Kendimizi kandırmayalım. Kürt Ulusalcı Hareketi bu noktaya şiddeti kullanarak geldi. Ne kazandıysa savaşarak kazandı.
Peki, anlaşma yapmak mümkün değil miydi? Elbette mümkündü. Şiddeti şiddetle bastıramayacağını anladığında, "gel konuşalım" dersin. Sorun 1984'te başladığına göre... 1990'ların başında masaya oturulabilirdi.
Ama yok! Ordu izin vermedi. "Biz bu işi silahla halledeceğiz; barıştan söz ederek, elimizi soğutmayın" dedi.
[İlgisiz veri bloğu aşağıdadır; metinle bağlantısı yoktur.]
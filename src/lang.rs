//! Language catalog.
//!
//! Every supported language is a `const` generated from the single table in
//! [`data`]. Lookups never allocate beyond case-folding the probe string and
//! never touch model data.

pub mod data;

use crate::error::DetectionError;
use serde::{Deserialize, Deserializer, Serialize, Serializer};
use std::{cmp::Ordering, fmt, str::FromStr};

pub use data::{
    AFRIKAANS, ARABIC, ARMENIAN, BENGALI, BOKMAL, BULGARIAN, CEBUANO, CHINESE, CZECH, DANISH,
    DUTCH, ENGLISH, ESPERANTO, FINNISH, FRENCH, GEORGIAN, GERMAN, GREEK, HEBREW, HINDI,
    HUNGARIAN, INDONESIAN, ITALIAN, JAPANESE, KOREAN, LATIN, MARATHI, OLD_ENGLISH, PERSIAN,
    POLISH, PORTUGUESE, ROMANIAN, RUSSIAN, SERBIAN, SPANISH, SWAHILI, SWEDISH, THAI, TURKISH,
    UKRAINIAN, VIETNAMESE,
};

/// A writing system. Only used to group languages and to pre-filter
/// candidates by the letters a text actually contains.
#[derive(Debug, Clone, Copy, PartialEq, Eq, Hash, PartialOrd, Ord)]
pub enum Script {
    Arabic,
    Armenian,
    Bengali,
    Cyrillic,
    Devanagari,
    Georgian,
    Greek,
    Han,
    Hangul,
    Hebrew,
    Hiragana,
    Katakana,
    Latin,
    Thai,
}

impl Script {
    pub const ALL: [Script; 14] = [
        Script::Arabic,
        Script::Armenian,
        Script::Bengali,
        Script::Cyrillic,
        Script::Devanagari,
        Script::Georgian,
        Script::Greek,
        Script::Han,
        Script::Hangul,
        Script::Hebrew,
        Script::Hiragana,
        Script::Katakana,
        Script::Latin,
        Script::Thai,
    ];

    /// snake_case name, as used in `all_languages_with_<name>_script`.
    pub const fn name(self) -> &'static str {
        match self {
            Script::Arabic => "arabic",
            Script::Armenian => "armenian",
            Script::Bengali => "bengali",
            Script::Cyrillic => "cyrillic",
            Script::Devanagari => "devanagari",
            Script::Georgian => "georgian",
            Script::Greek => "greek",
            Script::Han => "han",
            Script::Hangul => "hangul",
            Script::Hebrew => "hebrew",
            Script::Hiragana => "hiragana",
            Script::Katakana => "katakana",
            Script::Latin => "latin",
            Script::Thai => "thai",
        }
    }

    pub fn from_name(name: &str) -> Option<Script> {
        Script::ALL
            .into_iter()
            .find(|s| s.name().eq_ignore_ascii_case(name.trim()))
    }

    #[inline(always)]
    pub(crate) const fn bit(self) -> u16 {
        1 << self as u16
    }
}

impl fmt::Display for Script {
    fn fmt(&self, f: &mut fmt::Formatter<'_>) -> fmt::Result {
        f.write_str(self.name())
    }
}

/// A catalog language. Values only exist as the constants generated in
/// [`data`]; equality and ordering follow catalog position.
#[derive(Debug, Clone, Copy, PartialEq, Eq, Hash)]
pub struct Language {
    pub(crate) ordinal: u8,
    pub(crate) name: &'static str,
    pub(crate) iso_639_1: Option<&'static str>,
    pub(crate) iso_639_3: &'static str,
    pub(crate) scripts: &'static [Script],
    pub(crate) spoken: bool,
}

impl Language {
    #[inline(always)]
    pub const fn name(&self) -> &'static str {
        self.name
    }

    /// Two-letter code; `None` for languages without one (Cebuano, Old English).
    #[inline(always)]
    pub const fn iso_code_639_1(&self) -> Option<&'static str> {
        self.iso_639_1
    }

    #[inline(always)]
    pub const fn iso_code_639_3(&self) -> &'static str {
        self.iso_639_3
    }

    #[inline(always)]
    pub const fn scripts(&self) -> &'static [Script] {
        self.scripts
    }

    #[inline(always)]
    pub const fn is_spoken(&self) -> bool {
        self.spoken
    }

    #[inline]
    pub fn is_written_in(&self, script: Script) -> bool {
        self.scripts.contains(&script)
    }

    /// Position in the catalog; also the index of this language's model slot.
    #[inline(always)]
    pub(crate) const fn index(&self) -> usize {
        self.ordinal as usize
    }

    #[inline]
    pub(crate) fn script_bits(&self) -> u16 {
        self.scripts.iter().fold(0, |bits, s| bits | s.bit())
    }
}

impl PartialOrd for Language {
    fn partial_cmp(&self, other: &Self) -> Option<Ordering> {
        Some(self.cmp(other))
    }
}

impl Ord for Language {
    fn cmp(&self, other: &Self) -> Ordering {
        self.ordinal.cmp(&other.ordinal)
    }
}

impl fmt::Display for Language {
    fn fmt(&self, f: &mut fmt::Formatter<'_>) -> fmt::Result {
        f.write_str(self.name)
    }
}

impl FromStr for Language {
    type Err = DetectionError;

    /// Accepts a canonical name (`"Old English"`, `"OLD_ENGLISH"`) or either ISO code.
    fn from_str(s: &str) -> Result<Self, Self::Err> {
        data::from_name(s)
            .or_else(|| data::from_iso_code(s))
            .ok_or_else(|| DetectionError::UnrecognizedLanguage(s.to_string()))
    }
}

impl Serialize for Language {
    fn serialize<S: Serializer>(&self, serializer: S) -> Result<S::Ok, S::Error> {
        serializer.serialize_str(self.name)
    }
}

impl<'de> Deserialize<'de> for Language {
    fn deserialize<D: Deserializer<'de>>(deserializer: D) -> Result<Self, D::Error> {
        let raw = String::deserialize(deserializer)?;
        raw.parse().map_err(serde::de::Error::custom)
    }
}

// ---------------------------------------------------------------------------
//    Catalog operations
// ---------------------------------------------------------------------------

/// Every catalog language, in catalog order.
#[inline]
pub fn all_languages() -> &'static [Language] {
    data::ALL_LANGUAGES
}

/// Every language still in everyday use, in catalog order.
pub fn all_spoken_languages() -> Vec<Language> {
    data::ALL_LANGUAGES
        .iter()
        .copied()
        .filter(Language::is_spoken)
        .collect()
}

/// Every language written in `script`, in catalog order.
pub fn all_with_script(script: Script) -> Vec<Language> {
    data::ALL_LANGUAGES
        .iter()
        .copied()
        .filter(|l| l.is_written_in(script))
        .collect()
}

/// Resolve a 639-1 or 639-3 code (case-insensitive).
pub fn language_for_iso_code(code: &str) -> Result<Language, DetectionError> {
    data::from_iso_code(code).ok_or_else(|| DetectionError::UnrecognizedIsoCode(code.to_string()))
}

/// 639-1 code of the language named by `language` (name or code).
///
/// `Ok(None)` means the language exists but has no two-letter code.
pub fn iso_code_639_1_for(language: &str) -> Result<Option<&'static str>, DetectionError> {
    language.parse::<Language>().map(|l| l.iso_code_639_1())
}

/// 639-3 code of the language named by `language` (name or code).
pub fn iso_code_639_3_for(language: &str) -> Result<&'static str, DetectionError> {
    language.parse::<Language>().map(|l| l.iso_code_639_3())
}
Ne kendisi PKK ile masaya oturdu, ne de sivillerin oturmasına izin verdi.
Nihayet Askeri Vesayet geriletildi. AK Parti Hükümeti, halktan aldığı güç sayesinde PKK ile diyalog kurdu.
Abdullah Öcalan'ın 2013 Nevruzunda yaptığı açıklamayı başlangıç noktası olarak alırsak, Barış Süreci bir yılı aşkındır devam ediyor. Münferit olaylar hariç, PKK militanları dağlarda bekliyor.
Kürt Ulusalcı Hareketi ne istiyor? Ayrıntıya girmeden iki maddede özetleyelim: 1) Özerklik, 2) Apo'ya ev hapsi.
Ama şimdilik Hükümet, ne özerklik konusunda somut adımlar atabilir, ne de ev hapsi konusunda.
Niye? Çünkü... Önce 17 Aralık meselesi vardı, Başbakan Erdoğan o konuyla uğraştı... Ardından 30 Mart seçimleri geldi, siyasi enerji orada yoğunlaştı...
Şimdi de gündem Çankaya seçimi... Üstelik seçimi halk yapacak. Yüzde 50'yi geçmek gerekecek.
Eğer Başbakan Erdoğan, adaylığını koyacaksa... Ki koyacak görünüyor... O zaman Kürt Ulusalcıların 6-7 puanlık oylarına da talip olmalı. Ne olur ne olmaz!
Öte yandan, bu talebini ortaya öyle bir şekilde koymalı ki... CHP ve bilhassa MHP ona karşı kullanmasın.
Buradan çıkan sonuç: Başbakan Erdoğan, ne özerklik konusunda adım atabilir, ne de Apo'ya ev hapsi konusunda.
Ama siyaset bitmez! "Belli ki Köşk ve 2015 genel seçimlerinden sonra, Erdoğan'ın liderliğinde çok önemli açılımlar yapılacak" hissini Kürt Ulusalcı oylarına verecek bir sürü icraat olabilir.
Bence Kürt sorununu en iyi bilen siyasetçilerden biri olan Beşir Atalay'ın çabalarını böyle okumak gerek.
Ancak zurnanın zırt dediği de bir nokta var: Yazının başında ne dedik? Kürt Ulusalcı Hareketi ne kazandıysa şiddeti kullanarak kazandı.
Bu sebeple, geri dönülemez aşamaya kadar PKK'yı elinde tutmak istiyor. Nedir o aşama? Elbette özerkliğin kanuna bağlanması, hatta Anayasa'ya girmesi... (Veya Anayasa'nın, özerkliğe engel çıkarmayacak şekilde tekrar yazılması.)
Peki, bu ve benzeri kritik adımlar ne zaman atılabilir? Ancak 2015 genel seçimlerinden sonra...
Tamam ama Nisan 2013'ten, Haziran 2015'e, süre iki yıldan fazla... Kürt Ulusalcıların sigortası durumundaki PKK militanları dağlarda sıkılmakta... Sabah idmanı, akşam içtiması, arada voleybol filan oynuyorlar ama yetmez. Gerilla şişmanlıyor!
Yarın öbür gün, Barış Sürecinde bir terslik olursa, PKK komutanları, ölüme gönderecek eleman bulamayacak. PKK sigorta olmaktan çıkacak. Bunu fark eden bazı devletlüler, sivil siyasetin aklını çelmeye çalışacak, "Canım özerklik vermeden de bu işi halledemez miyiz" demeye başlayacak.
Velhasıl değneğin iki tarafı da çamurlu; elini kirletmeden nasıl tutacaksın?